### EXTRACTED ENTRIES
----

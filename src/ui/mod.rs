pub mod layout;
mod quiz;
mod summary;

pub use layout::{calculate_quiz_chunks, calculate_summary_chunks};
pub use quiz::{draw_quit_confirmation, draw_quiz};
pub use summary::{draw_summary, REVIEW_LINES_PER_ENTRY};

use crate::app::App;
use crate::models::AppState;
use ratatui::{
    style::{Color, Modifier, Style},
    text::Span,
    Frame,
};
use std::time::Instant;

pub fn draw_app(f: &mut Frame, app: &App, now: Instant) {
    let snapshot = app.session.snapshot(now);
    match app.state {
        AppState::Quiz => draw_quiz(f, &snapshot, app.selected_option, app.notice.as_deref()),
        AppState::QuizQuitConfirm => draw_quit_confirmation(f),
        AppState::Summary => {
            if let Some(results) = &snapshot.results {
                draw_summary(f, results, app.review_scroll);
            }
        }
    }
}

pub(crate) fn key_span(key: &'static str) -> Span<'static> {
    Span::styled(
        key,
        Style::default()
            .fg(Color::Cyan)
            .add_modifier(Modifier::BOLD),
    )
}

----

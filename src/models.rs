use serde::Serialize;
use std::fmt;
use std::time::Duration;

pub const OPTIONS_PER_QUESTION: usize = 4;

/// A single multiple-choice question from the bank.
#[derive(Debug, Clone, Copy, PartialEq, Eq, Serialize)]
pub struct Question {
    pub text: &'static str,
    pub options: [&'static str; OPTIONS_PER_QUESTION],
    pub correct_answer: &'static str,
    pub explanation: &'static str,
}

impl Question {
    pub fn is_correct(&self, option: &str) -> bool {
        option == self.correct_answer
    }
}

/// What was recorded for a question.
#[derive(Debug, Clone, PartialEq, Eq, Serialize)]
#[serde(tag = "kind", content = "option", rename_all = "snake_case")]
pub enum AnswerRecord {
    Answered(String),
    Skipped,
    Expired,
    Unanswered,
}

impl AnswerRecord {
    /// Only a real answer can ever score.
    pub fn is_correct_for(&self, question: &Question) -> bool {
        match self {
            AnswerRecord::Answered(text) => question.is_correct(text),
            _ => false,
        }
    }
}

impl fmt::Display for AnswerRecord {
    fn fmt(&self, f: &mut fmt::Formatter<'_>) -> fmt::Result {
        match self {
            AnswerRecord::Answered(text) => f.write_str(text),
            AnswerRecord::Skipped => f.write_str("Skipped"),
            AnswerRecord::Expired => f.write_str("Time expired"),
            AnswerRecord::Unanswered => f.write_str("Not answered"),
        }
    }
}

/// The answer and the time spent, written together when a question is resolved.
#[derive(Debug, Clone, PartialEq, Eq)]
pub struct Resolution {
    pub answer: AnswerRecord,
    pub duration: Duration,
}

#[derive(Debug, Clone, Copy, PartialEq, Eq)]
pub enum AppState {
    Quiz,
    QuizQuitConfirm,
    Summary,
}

----

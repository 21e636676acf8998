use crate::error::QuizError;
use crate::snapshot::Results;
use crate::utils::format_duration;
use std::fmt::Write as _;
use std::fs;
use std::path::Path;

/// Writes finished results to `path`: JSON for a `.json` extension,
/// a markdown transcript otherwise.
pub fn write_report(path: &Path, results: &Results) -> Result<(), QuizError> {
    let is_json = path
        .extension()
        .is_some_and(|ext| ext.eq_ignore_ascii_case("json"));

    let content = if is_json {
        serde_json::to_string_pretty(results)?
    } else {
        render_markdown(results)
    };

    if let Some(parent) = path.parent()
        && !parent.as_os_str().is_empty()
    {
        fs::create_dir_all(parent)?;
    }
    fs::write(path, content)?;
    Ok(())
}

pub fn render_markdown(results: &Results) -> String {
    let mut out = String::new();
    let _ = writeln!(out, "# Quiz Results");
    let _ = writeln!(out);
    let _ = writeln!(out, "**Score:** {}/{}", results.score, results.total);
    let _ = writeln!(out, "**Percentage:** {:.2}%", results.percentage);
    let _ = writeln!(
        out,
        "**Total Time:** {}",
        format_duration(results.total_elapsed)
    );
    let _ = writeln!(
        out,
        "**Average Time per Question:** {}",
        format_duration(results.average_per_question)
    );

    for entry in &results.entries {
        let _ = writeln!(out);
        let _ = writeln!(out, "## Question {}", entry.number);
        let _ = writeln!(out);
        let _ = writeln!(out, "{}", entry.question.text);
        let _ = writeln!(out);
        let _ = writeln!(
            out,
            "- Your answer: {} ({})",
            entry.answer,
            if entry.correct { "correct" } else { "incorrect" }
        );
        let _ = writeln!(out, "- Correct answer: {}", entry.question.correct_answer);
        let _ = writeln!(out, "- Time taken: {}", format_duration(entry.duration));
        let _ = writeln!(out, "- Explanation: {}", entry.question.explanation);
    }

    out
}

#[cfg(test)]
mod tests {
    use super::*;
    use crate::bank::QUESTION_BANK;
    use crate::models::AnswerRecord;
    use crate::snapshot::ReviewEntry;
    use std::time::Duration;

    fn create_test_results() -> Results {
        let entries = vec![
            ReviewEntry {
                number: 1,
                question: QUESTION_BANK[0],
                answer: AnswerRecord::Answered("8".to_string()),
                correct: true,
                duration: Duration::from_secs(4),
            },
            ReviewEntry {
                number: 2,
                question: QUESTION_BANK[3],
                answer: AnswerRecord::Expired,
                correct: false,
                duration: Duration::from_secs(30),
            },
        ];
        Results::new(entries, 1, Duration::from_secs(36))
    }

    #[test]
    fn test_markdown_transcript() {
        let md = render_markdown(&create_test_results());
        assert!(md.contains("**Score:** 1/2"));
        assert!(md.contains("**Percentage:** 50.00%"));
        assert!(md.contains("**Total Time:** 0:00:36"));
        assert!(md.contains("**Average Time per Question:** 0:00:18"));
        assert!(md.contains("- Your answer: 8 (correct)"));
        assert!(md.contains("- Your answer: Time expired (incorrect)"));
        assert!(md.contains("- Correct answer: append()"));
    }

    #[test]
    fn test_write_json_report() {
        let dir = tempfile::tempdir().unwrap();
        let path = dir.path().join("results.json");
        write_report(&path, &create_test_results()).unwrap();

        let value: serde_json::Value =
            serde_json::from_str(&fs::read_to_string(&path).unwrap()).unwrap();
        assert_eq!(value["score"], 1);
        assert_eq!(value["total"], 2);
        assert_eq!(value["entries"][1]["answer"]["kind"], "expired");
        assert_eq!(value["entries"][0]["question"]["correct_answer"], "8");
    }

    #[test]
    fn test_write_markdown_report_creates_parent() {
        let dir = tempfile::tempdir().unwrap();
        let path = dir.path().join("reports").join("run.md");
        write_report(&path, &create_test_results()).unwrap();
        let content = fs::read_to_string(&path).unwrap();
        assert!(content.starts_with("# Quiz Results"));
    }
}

----

### ACTIVITY
Using the data above, print exactly the lines from the line that contains "fn create_test_results() ->" through the line that contains "let value: serde_json::Value", with both included.

### WRITTEN SOLUTION
    fn create_test_results() -> Results {
        let entries = vec![
            ReviewEntry {
                number: 1,
                question: QUESTION_BANK[0],
                answer: AnswerRecord::Answered("8".to_string()),
                correct: true,
                duration: Duration::from_secs(4),
            },
            ReviewEntry {
                number: 2,
                question: QUESTION_BANK[3],
                answer: AnswerRecord::Expired,
                correct: false,
                duration: Duration::from_secs(30),
            },
        ];
        Results::new(entries, 1, Duration::from_secs(36))
    }

    #[test]
    fn test_markdown_transcript() {
        let md = render_markdown(&create_test_results());
        assert!(md.contains("**Score:** 1/2"));
        assert!(md.contains("**Percentage:** 50.00%"));
        assert!(md.contains("**Total Time:** 0:00:36"));
        assert!(md.contains("**Average Time per Question:** 0:00:18"));
        assert!(md.contains("- Your answer: 8 (correct)"));
        assert!(md.contains("- Your answer: Time expired (incorrect)"));
        assert!(md.contains("- Correct answer: append()"));
    }

    #[test]
    fn test_write_json_report() {
        let dir = tempfile::tempdir().unwrap();
        let path = dir.path().join("results.json");
        write_report(&path, &create_test_results()).unwrap();

        let value: serde_json::Value =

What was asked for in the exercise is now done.